__PROBLEM__: Your task is to find every line of the listing that includes "ScenarioId" and copy it.

#### SUPPLIED RECORDS

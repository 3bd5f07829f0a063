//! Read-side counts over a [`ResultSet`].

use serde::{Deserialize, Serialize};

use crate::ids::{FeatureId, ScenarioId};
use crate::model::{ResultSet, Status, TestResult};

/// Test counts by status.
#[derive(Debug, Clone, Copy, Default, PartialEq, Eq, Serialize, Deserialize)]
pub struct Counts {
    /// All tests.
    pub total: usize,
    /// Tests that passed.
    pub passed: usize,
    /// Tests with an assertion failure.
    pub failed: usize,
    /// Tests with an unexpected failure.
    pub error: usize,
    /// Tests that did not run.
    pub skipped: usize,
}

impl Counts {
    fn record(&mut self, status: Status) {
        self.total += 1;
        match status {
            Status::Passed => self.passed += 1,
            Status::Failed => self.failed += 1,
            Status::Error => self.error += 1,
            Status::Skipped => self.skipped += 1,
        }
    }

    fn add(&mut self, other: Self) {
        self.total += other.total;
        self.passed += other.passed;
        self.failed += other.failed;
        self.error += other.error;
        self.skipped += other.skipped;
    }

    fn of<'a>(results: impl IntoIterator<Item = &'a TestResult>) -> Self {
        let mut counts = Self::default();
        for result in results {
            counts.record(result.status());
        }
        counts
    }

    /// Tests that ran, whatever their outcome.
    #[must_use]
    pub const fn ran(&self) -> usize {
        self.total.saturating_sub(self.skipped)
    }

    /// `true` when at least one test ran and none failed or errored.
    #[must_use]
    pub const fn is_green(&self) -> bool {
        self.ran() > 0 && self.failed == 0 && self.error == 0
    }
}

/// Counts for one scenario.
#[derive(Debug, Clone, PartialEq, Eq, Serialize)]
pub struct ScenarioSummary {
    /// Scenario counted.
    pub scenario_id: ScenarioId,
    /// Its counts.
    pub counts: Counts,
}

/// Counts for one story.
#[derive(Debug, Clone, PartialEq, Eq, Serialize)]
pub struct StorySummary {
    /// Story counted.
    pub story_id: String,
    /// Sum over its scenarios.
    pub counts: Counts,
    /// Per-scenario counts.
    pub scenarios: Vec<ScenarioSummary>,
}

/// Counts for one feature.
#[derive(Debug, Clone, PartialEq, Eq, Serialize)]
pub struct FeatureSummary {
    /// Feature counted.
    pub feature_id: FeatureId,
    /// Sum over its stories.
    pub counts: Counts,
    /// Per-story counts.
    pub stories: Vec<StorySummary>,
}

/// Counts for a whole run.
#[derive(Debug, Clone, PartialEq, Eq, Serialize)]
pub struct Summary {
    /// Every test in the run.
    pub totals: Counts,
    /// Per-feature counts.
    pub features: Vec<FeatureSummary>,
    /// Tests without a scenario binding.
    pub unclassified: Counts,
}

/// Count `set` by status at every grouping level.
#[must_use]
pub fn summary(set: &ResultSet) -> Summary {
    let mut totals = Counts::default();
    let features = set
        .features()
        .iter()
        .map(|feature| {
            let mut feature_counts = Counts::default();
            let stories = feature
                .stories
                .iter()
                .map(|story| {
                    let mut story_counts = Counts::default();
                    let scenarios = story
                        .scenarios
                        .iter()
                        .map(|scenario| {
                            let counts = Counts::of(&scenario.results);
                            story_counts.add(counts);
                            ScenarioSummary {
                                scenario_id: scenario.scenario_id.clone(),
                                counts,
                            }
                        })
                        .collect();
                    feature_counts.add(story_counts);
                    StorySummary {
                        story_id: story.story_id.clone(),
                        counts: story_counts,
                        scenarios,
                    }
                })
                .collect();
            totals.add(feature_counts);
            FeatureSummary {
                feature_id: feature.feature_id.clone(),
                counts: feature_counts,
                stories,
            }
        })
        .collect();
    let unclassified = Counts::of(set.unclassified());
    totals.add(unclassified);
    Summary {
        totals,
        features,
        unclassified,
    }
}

########
#### SUPPLIED RECORDS

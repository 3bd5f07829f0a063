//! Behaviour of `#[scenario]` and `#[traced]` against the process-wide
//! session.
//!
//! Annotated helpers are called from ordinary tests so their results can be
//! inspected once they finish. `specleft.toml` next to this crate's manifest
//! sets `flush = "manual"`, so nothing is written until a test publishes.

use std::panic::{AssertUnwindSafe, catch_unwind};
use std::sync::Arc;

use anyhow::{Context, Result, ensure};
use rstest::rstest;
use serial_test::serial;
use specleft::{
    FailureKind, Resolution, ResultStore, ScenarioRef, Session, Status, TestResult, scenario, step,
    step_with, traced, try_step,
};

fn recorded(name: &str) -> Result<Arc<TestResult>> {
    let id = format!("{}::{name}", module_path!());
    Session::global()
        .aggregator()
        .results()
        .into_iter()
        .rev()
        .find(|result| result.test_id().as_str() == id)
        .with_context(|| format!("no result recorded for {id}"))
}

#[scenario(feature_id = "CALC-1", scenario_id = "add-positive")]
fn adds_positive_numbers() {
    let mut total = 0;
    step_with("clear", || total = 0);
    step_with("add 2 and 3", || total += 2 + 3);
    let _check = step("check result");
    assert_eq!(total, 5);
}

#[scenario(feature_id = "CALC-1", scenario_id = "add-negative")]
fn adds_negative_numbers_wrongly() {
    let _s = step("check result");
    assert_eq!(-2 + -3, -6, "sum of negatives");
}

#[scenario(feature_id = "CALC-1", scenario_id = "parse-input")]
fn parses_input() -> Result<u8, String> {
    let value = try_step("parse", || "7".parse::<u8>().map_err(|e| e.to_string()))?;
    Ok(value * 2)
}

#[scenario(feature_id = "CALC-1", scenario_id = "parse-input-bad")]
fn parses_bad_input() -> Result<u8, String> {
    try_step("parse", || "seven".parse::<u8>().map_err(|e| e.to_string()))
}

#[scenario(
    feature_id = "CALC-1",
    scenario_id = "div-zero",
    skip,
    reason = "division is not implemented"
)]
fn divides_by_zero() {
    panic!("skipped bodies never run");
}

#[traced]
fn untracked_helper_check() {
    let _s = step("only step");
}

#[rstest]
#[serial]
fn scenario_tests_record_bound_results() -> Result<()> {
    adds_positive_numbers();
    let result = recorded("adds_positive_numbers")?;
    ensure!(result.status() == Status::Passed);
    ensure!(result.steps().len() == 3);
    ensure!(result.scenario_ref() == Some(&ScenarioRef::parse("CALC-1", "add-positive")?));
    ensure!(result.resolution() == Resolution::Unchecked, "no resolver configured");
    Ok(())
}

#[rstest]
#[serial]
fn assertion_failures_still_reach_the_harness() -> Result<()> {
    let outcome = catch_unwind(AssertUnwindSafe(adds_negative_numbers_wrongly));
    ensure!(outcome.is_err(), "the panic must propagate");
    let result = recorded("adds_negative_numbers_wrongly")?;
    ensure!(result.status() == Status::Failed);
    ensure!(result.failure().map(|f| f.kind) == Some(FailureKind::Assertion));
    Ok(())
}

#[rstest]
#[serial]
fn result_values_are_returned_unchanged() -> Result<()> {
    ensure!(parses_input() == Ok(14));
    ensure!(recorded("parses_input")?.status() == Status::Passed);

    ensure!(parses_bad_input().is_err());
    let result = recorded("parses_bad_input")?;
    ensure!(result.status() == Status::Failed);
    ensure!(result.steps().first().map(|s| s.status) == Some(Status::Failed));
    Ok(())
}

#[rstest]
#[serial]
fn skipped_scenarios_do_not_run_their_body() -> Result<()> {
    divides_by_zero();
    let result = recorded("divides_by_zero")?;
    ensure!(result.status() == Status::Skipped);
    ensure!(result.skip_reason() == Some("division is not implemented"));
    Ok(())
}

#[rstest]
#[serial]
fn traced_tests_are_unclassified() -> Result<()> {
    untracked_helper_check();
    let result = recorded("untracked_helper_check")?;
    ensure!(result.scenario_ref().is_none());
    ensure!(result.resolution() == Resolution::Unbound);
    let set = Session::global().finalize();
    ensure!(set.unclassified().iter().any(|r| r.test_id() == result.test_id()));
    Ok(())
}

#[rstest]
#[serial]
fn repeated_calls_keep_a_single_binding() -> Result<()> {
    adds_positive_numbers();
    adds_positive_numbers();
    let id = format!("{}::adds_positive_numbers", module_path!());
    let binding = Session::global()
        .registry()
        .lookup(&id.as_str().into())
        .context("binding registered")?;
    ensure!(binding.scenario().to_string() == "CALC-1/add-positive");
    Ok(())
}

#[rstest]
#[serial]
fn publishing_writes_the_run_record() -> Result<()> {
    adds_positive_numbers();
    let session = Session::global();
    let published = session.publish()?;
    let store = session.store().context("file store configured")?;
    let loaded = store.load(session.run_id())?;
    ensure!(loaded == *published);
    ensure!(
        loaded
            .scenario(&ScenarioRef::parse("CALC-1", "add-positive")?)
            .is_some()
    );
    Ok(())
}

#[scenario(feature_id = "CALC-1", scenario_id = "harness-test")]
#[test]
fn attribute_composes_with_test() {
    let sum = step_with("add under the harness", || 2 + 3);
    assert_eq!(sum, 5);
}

########

__EXERCISE ANSWER__:
use crate::ids::{FeatureId, ScenarioId};
    pub scenario_id: ScenarioId,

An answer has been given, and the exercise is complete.